## EXERCISE DETAILS
I would like every record printed again, exactly as shown.

## DATASET
______________________________

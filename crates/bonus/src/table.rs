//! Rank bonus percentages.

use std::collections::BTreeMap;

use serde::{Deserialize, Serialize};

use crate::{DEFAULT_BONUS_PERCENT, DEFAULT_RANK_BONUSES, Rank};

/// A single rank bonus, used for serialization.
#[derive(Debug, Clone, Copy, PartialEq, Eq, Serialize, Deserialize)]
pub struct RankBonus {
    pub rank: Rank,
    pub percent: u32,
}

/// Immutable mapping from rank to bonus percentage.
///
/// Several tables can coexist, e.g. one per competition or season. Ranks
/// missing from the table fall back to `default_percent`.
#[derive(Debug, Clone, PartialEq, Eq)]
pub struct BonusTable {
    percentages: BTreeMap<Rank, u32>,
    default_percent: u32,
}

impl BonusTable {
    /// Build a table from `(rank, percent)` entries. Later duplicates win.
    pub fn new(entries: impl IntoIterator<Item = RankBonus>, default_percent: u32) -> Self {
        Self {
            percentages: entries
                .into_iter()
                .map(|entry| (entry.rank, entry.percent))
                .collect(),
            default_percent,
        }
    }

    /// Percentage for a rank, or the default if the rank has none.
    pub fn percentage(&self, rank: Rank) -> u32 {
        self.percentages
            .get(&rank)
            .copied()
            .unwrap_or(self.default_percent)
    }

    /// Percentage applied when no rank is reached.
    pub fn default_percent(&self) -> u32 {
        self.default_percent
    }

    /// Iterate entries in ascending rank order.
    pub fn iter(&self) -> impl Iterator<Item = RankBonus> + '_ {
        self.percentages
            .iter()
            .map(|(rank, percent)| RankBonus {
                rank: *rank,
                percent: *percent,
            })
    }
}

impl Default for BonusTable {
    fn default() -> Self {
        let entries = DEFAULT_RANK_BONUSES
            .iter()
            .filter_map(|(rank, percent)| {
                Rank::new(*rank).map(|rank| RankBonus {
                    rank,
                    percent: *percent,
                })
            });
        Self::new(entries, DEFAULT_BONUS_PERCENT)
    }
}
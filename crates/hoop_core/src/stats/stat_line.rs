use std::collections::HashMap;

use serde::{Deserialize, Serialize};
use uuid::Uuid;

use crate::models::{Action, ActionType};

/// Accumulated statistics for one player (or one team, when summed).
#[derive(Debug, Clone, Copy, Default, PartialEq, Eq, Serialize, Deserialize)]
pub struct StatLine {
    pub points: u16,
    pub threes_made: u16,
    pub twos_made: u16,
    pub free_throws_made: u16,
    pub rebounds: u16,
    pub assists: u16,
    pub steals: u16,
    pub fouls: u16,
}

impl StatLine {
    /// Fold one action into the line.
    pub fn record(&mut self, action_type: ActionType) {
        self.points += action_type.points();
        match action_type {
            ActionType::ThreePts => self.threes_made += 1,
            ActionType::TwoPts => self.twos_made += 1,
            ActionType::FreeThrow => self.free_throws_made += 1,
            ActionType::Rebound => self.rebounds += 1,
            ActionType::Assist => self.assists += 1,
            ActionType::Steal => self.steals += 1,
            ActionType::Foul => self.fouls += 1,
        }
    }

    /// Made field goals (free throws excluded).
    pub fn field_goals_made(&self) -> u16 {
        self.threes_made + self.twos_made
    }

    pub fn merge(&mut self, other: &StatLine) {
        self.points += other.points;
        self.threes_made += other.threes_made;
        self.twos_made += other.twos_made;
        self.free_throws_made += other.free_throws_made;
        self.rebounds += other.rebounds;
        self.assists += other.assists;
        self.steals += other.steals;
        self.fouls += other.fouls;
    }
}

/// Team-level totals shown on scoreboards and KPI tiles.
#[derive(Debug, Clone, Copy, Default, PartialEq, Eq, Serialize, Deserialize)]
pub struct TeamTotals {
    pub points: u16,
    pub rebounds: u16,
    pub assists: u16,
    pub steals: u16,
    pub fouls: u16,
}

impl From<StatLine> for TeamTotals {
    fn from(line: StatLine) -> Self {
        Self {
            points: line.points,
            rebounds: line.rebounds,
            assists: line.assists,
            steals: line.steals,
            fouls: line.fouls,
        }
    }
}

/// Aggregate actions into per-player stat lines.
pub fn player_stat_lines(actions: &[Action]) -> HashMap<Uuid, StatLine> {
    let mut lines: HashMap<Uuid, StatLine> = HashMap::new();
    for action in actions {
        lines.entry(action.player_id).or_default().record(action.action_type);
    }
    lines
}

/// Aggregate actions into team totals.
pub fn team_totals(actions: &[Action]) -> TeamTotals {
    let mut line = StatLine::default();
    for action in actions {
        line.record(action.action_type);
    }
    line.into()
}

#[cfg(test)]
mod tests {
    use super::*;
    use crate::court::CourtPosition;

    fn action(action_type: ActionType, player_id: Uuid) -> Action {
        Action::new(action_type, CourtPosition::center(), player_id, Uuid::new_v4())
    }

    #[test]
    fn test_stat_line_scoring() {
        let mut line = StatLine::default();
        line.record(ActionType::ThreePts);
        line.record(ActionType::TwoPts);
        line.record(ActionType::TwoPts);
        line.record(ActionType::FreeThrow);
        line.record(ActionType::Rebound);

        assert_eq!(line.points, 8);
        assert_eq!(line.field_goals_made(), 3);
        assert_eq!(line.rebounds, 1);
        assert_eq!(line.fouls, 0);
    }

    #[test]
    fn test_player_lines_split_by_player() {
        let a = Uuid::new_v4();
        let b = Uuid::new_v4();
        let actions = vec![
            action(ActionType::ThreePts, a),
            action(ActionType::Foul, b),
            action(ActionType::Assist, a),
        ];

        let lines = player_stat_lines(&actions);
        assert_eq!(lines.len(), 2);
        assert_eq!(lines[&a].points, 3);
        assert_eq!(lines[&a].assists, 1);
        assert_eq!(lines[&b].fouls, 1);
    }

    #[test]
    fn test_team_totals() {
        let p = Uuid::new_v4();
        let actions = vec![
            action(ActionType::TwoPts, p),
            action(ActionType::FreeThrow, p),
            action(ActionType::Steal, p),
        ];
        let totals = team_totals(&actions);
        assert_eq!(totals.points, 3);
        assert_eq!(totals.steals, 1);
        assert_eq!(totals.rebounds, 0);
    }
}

______________________________

## RESPONSE BELOW
filename crates/bonus/src/table.rs
//! Rank bonus percentages.

use std::collections::BTreeMap;

use serde::{Deserialize, Serialize};

use crate::{DEFAULT_BONUS_PERCENT, DEFAULT_RANK_BONUSES, Rank};

/// A single rank bonus, used for serialization.
#[derive(Debug, Clone, Copy, PartialEq, Eq, Serialize, Deserialize)]
pub struct RankBonus {
    pub rank: Rank,
    pub percent: u32,
}

/// Immutable mapping from rank to bonus percentage.
///
/// Several tables can coexist, e.g. one per competition or season. Ranks
/// missing from the table fall back to `default_percent`.
#[derive(Debug, Clone, PartialEq, Eq)]
pub struct BonusTable {
    percentages: BTreeMap<Rank, u32>,
    default_percent: u32,
}

impl BonusTable {
    /// Build a table from `(rank, percent)` entries. Later duplicates win.
    pub fn new(entries: impl IntoIterator<Item = RankBonus>, default_percent: u32) -> Self {
        Self {
            percentages: entries
                .into_iter()
                .map(|entry| (entry.rank, entry.percent))
                .collect(),
            default_percent,
        }
    }

    /// Percentage for a rank, or the default if the rank has none.
    pub fn percentage(&self, rank: Rank) -> u32 {
        self.percentages
            .get(&rank)
            .copied()
            .unwrap_or(self.default_percent)
    }

    /// Percentage applied when no rank is reached.
    pub fn default_percent(&self) -> u32 {
        self.default_percent
    }

    /// Iterate entries in ascending rank order.
    pub fn iter(&self) -> impl Iterator<Item = RankBonus> + '_ {
        self.percentages
            .iter()
            .map(|(rank, percent)| RankBonus {
                rank: *rank,
                percent: *percent,
            })
    }
}

impl Default for BonusTable {
    fn default() -> Self {
        let entries = DEFAULT_RANK_BONUSES
            .iter()
            .filter_map(|(rank, percent)| {
                Rank::new(*rank).map(|rank| RankBonus {
                    rank,
                    percent: *percent,
                })
            });
        Self::new(entries, DEFAULT_BONUS_PERCENT)
    }
}
filename crates/hoop_core/src/stats/stat_line.rs
use std::collections::HashMap;

use serde::{Deserialize, Serialize};
use uuid::Uuid;

use crate::models::{Action, ActionType};

/// Accumulated statistics for one player (or one team, when summed).
#[derive(Debug, Clone, Copy, Default, PartialEq, Eq, Serialize, Deserialize)]
pub struct StatLine {
    pub points: u16,
    pub threes_made: u16,
    pub twos_made: u16,
    pub free_throws_made: u16,
    pub rebounds: u16,
    pub assists: u16,
    pub steals: u16,
    pub fouls: u16,
}

impl StatLine {
    /// Fold one action into the line.
    pub fn record(&mut self, action_type: ActionType) {
        self.points += action_type.points();
        match action_type {
            ActionType::ThreePts => self.threes_made += 1,
            ActionType::TwoPts => self.twos_made += 1,
            ActionType::FreeThrow => self.free_throws_made += 1,
            ActionType::Rebound => self.rebounds += 1,
            ActionType::Assist => self.assists += 1,
            ActionType::Steal => self.steals += 1,
            ActionType::Foul => self.fouls += 1,
        }
    }

    /// Made field goals (free throws excluded).
    pub fn field_goals_made(&self) -> u16 {
        self.threes_made + self.twos_made
    }

    pub fn merge(&mut self, other: &StatLine) {
        self.points += other.points;
        self.threes_made += other.threes_made;
        self.twos_made += other.twos_made;
        self.free_throws_made += other.free_throws_made;
        self.rebounds += other.rebounds;
        self.assists += other.assists;
        self.steals += other.steals;
        self.fouls += other.fouls;
    }
}

/// Team-level totals shown on scoreboards and KPI tiles.
#[derive(Debug, Clone, Copy, Default, PartialEq, Eq, Serialize, Deserialize)]
pub struct TeamTotals {
    pub points: u16,
    pub rebounds: u16,
    pub assists: u16,
    pub steals: u16,
    pub fouls: u16,
}

impl From<StatLine> for TeamTotals {
    fn from(line: StatLine) -> Self {
        Self {
            points: line.points,
            rebounds: line.rebounds,
            assists: line.assists,
            steals: line.steals,
            fouls: line.fouls,
        }
    }
}

/// Aggregate actions into per-player stat lines.
pub fn player_stat_lines(actions: &[Action]) -> HashMap<Uuid, StatLine> {
    let mut lines: HashMap<Uuid, StatLine> = HashMap::new();
    for action in actions {
        lines.entry(action.player_id).or_default().record(action.action_type);
    }
    lines
}

/// Aggregate actions into team totals.
pub fn team_totals(actions: &[Action]) -> TeamTotals {
    let mut line = StatLine::default();
    for action in actions {
        line.record(action.action_type);
    }
    line.into()
}

#[cfg(test)]
mod tests {
    use super::*;
    use crate::court::CourtPosition;

    fn action(action_type: ActionType, player_id: Uuid) -> Action {
        Action::new(action_type, CourtPosition::center(), player_id, Uuid::new_v4())
    }

    #[test]
    fn test_stat_line_scoring() {
        let mut line = StatLine::default();
        line.record(ActionType::ThreePts);
        line.record(ActionType::TwoPts);
        line.record(ActionType::TwoPts);
        line.record(ActionType::FreeThrow);
        line.record(ActionType::Rebound);

        assert_eq!(line.points, 8);
        assert_eq!(line.field_goals_made(), 3);
        assert_eq!(line.rebounds, 1);
        assert_eq!(line.fouls, 0);
    }

    #[test]
    fn test_player_lines_split_by_player() {
        let a = Uuid::new_v4();
        let b = Uuid::new_v4();
        let actions = vec![
            action(ActionType::ThreePts, a),
            action(ActionType::Foul, b),
            action(ActionType::Assist, a),
        ];

        let lines = player_stat_lines(&actions);
        assert_eq!(lines.len(), 2);
        assert_eq!(lines[&a].points, 3);
        assert_eq!(lines[&a].assists, 1);
        assert_eq!(lines[&b].fouls, 1);
    }

    #[test]
    fn test_team_totals() {
        let p = Uuid::new_v4();
        let actions = vec![
            action(ActionType::TwoPts, p),
            action(ActionType::FreeThrow, p),
            action(ActionType::Steal, p),
        ];
        let totals = team_totals(&actions);
        assert_eq!(totals.points, 3);
        assert_eq!(totals.steals, 1);
        assert_eq!(totals.rebounds, 0);
    }
}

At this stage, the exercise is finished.